Le P. Carrié était le onzième enfant d'une honorable famille de La Gaillolière, près Laissac. Comme le onzième fils de Jacob, il reçut le nom de Joseph, nom de pureté et de tendre piété, auquel il a toujours fait honneur. A 14 ans, le désir d'être apôtre le fit entrer à Cellule (Puy-de-Dôme) pour y commencer ses études. Il les poursuivit à Merville et enfin à Chevilly, où il reçut la prêtrise le 28 octobre 1900. A cause de sa robuste constitution (il avait fait son service militaire à Clermont-Ferrand), ses supérieurs lui assignèrent les pénibles missions du Congo, administrées par Mgr Carrie. Après une courte visite à ses parents, il s'embarqua pour le Loango, situé à 5 degrés au-dessous de l'équateur.

Dans cette importante mission, le P. Carrié se dépensa pour la conversion de ses chers nègres avec une ardeur et un entrain tout apostoliques. Les conversions venaient de plus en plus nombreuses. Malheureusement les durs labeurs de l'apostolat, joints aux chaleurs écrasantes des tropiques, délabrèrent tellement sa santé, que Mgr Carrie crut prudent de l'envoyer se reposer à Mayoumba, comme directeur de séminaire.
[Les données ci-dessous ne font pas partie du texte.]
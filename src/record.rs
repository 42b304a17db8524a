//! The validated payslip record.
//!
//! Field names serialise in camelCase so an exported record reads exactly like
//! the JSON the model was asked to produce. Records are only ever built by
//! [`crate::pipeline::validate::validate`] (or deserialised from a previous
//! export); there is no `Default`, because a missing figure is a defect, never
//! a zero.

use serde::{Deserialize, Serialize};

/// One identified payroll line.
#[derive(Debug, Clone, PartialEq, Serialize, Deserialize)]
pub struct ContributionLine {
    pub name: String,
    pub amount: f64,
}

/// A named group of contribution lines with its self-reported total.
///
/// `total` should equal the sum of `lines[].amount`; the reconciler reports
/// when it does not.
#[derive(Debug, Clone, PartialEq, Serialize, Deserialize)]
pub struct ContributionCategory {
    pub total: f64,
    pub lines: Vec<ContributionLine>,
}

impl ContributionCategory {
    /// A present-but-empty category.
    pub fn empty() -> Self {
        Self {
            total: 0.0,
            lines: Vec::new(),
        }
    }

    /// Sum of the line amounts.
    pub fn lines_sum(&self) -> f64 {
        self.lines.iter().map(|l| l.amount).sum()
    }
}

/// Employer-side charges ("Charges patronales" column).
#[derive(Debug, Clone, PartialEq, Serialize, Deserialize)]
#[serde(rename_all = "camelCase")]
pub struct EmployerContributions {
    pub total: f64,
    pub health: ContributionCategory,
    pub retirement: ContributionCategory,
    pub family: ContributionCategory,
    pub unemployment: ContributionCategory,
    pub cse: ContributionCategory,
    pub other: ContributionCategory,
}

impl EmployerContributions {
    /// `(wire name, category)` pairs in contract order.
    pub fn categories(&self) -> [(&'static str, &ContributionCategory); 6] {
        [
            ("health", &self.health),
            ("retirement", &self.retirement),
            ("family", &self.family),
            ("unemployment", &self.unemployment),
            ("cse", &self.cse),
            ("other", &self.other),
        ]
    }
}

/// Employee-side deductions ("A déduire" column).
#[derive(Debug, Clone, PartialEq, Serialize, Deserialize)]
#[serde(rename_all = "camelCase")]
pub struct EmployeeContributions {
    pub total: f64,
    pub health: ContributionCategory,
    pub retirement: ContributionCategory,
    pub unemployment: ContributionCategory,
    pub csg_crds: ContributionCategory,
    pub other: ContributionCategory,
}

impl EmployeeContributions {
    /// `(wire name, category)` pairs in contract order.
    pub fn categories(&self) -> [(&'static str, &ContributionCategory); 5] {
        [
            ("health", &self.health),
            ("retirement", &self.retirement),
            ("unemployment", &self.unemployment),
            ("csgCrds", &self.csg_crds),
            ("other", &self.other),
        ]
    }
}

/// Income tax withheld at source (PAS).
#[derive(Debug, Clone, PartialEq, Serialize, Deserialize)]
pub struct WithholdingTax {
    pub amount: f64,
    #[serde(default, skip_serializing_if = "Option::is_none")]
    pub line: Option<String>,
    #[serde(default, skip_serializing_if = "Option::is_none")]
    pub rate: Option<String>,
}

/// A fully validated payslip.
#[derive(Debug, Clone, PartialEq, Serialize, Deserialize)]
#[serde(rename_all = "camelCase")]
pub struct PayslipRecord {
    pub employee_name: String,
    pub period: String,
    pub gross_salary: f64,
    pub net_salary_before_tax: f64,
    pub net_salary_after_tax: f64,
    pub employer_contributions: EmployerContributions,
    pub employee_contributions: EmployeeContributions,
    /// As reported by the model. Never used as a denominator; see
    /// [`crate::reconcile`].
    pub super_gross: f64,
    pub withholding_tax: WithholdingTax,
}
//! Progress-callback trait for per-stage extraction events.
//!
//! Inject an [`Arc<dyn ExtractionProgressCallback>`] via
//! [`crate::config::ExtractionConfigBuilder::progress_callback`] to follow an
//! extraction as it moves through the pipeline. The callback only ever sees
//! stage names, timings and error messages: never the document, the image or
//! the model text.
//!
//! # Example
//!
//! ```rust
//! use payslip_waterfall::{ExtractionConfig, ExtractionProgressCallback, Stage};
//! use std::sync::Arc;
//!
//! struct Logger;
//!
//! impl ExtractionProgressCallback for Logger {
//!     fn on_stage_complete(&self, stage: Stage, elapsed_ms: u64) {
//!         eprintln!("{} done in {}ms", stage.label(), elapsed_ms);
//!     }
//! }
//!
//! let config = ExtractionConfig::builder()
//!     .progress_callback(Arc::new(Logger))
//!     .build()
//!     .unwrap();
//! ```

use serde::Serialize;
use std::sync::Arc;

/// One step of the extraction pipeline.
#[derive(Debug, Clone, Copy, PartialEq, Eq, Hash, Serialize)]
pub enum Stage {
    /// Document → single raster image.
    Normalize,
    /// Image + contract → model request.
    BuildRequest,
    /// The upstream model call.
    ModelCall,
    /// Model output → JSON object.
    Recover,
    /// JSON object → validated record.
    Validate,
}

impl Stage {
    /// Short human label, used by the CLI spinner.
    pub fn label(self) -> &'static str {
        match self {
            Stage::Normalize => "Rendering document",
            Stage::BuildRequest => "Preparing request",
            Stage::ModelCall => "Reading payslip",
            Stage::Recover => "Recovering JSON",
            Stage::Validate => "Validating fields",
        }
    }
}

/// Called by the extraction pipeline as it enters and leaves each stage.
///
/// All methods have default no-op implementations so callers only override
/// what they care about.
pub trait ExtractionProgressCallback: Send + Sync {
    /// Called when a stage begins.
    fn on_stage_start(&self, stage: Stage) {
        let _ = stage;
    }

    /// Called when a stage finishes successfully.
    fn on_stage_complete(&self, stage: Stage, elapsed_ms: u64) {
        let _ = (stage, elapsed_ms);
    }

    /// Called once when a stage ends the extraction with an error.
    fn on_failure(&self, stage: Stage, message: &str) {
        let _ = (stage, message);
    }
}

/// A no-op implementation for callers that don't need progress events.
pub struct NoopProgressCallback;

impl ExtractionProgressCallback for NoopProgressCallback {}

/// Convenience alias matching the type stored in [`crate::config::ExtractionConfig`].
pub type ProgressCallback = Arc<dyn ExtractionProgressCallback>;

#[cfg(test)]
mod tests {
    use super::*;
    use std::sync::Mutex;

    #[derive(Default)]
    struct Recorder {
        events: Mutex<Vec<String>>,
    }

    impl ExtractionProgressCallback for Recorder {
        fn on_stage_start(&self, stage: Stage) {
            self.events.lock().unwrap().push(format!("start {stage:?}"));
        }

        fn on_stage_complete(&self, stage: Stage, _elapsed_ms: u64) {
            self.events.lock().unwrap().push(format!("done {stage:?}"));
        }

        fn on_failure(&self, stage: Stage, _message: &str) {
            self.events.lock().unwrap().push(format!("fail {stage:?}"));
        }
    }

    #[test]
    fn noop_callback_does_not_panic() {
        let cb = NoopProgressCallback;
        cb.on_stage_start(Stage::Normalize);
        cb.on_stage_complete(Stage::Normalize, 12);
        cb.on_failure(Stage::Recover, "no json");
    }

    #[test]
    fn recorder_sees_events_in_order() {
        let rec = Recorder::default();
        rec.on_stage_start(Stage::ModelCall);
        rec.on_stage_complete(Stage::ModelCall, 900);
        rec.on_stage_start(Stage::Recover);
        rec.on_failure(Stage::Recover, "boom");
        let events = rec.events.lock().unwrap();
        assert_eq!(
            *events,
            vec![
                "start ModelCall",
                "done ModelCall",
                "start Recover",
                "fail Recover"
            ]
        );
    }

    #[test]
    fn every_stage_has_a_label() {
        for s in [
            Stage::Normalize,
            Stage::BuildRequest,
            Stage::ModelCall,
            Stage::Recover,
            Stage::Validate,
        ] {
            assert!(!s.label().is_empty());
        }
    }
}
C'était encore trop de besogne pour ses forces épuisées.

Il s'embarqua donc pour la France ; mais les soins empressés qu'il reçut d'abord chez ses parents, puis à Notre-Dame de Langonnet (Bretagne), et enfin à Misserghin ne purent que prolonger de quelques années une existence si précieuse. Nos meilleures condoléances à sa famille.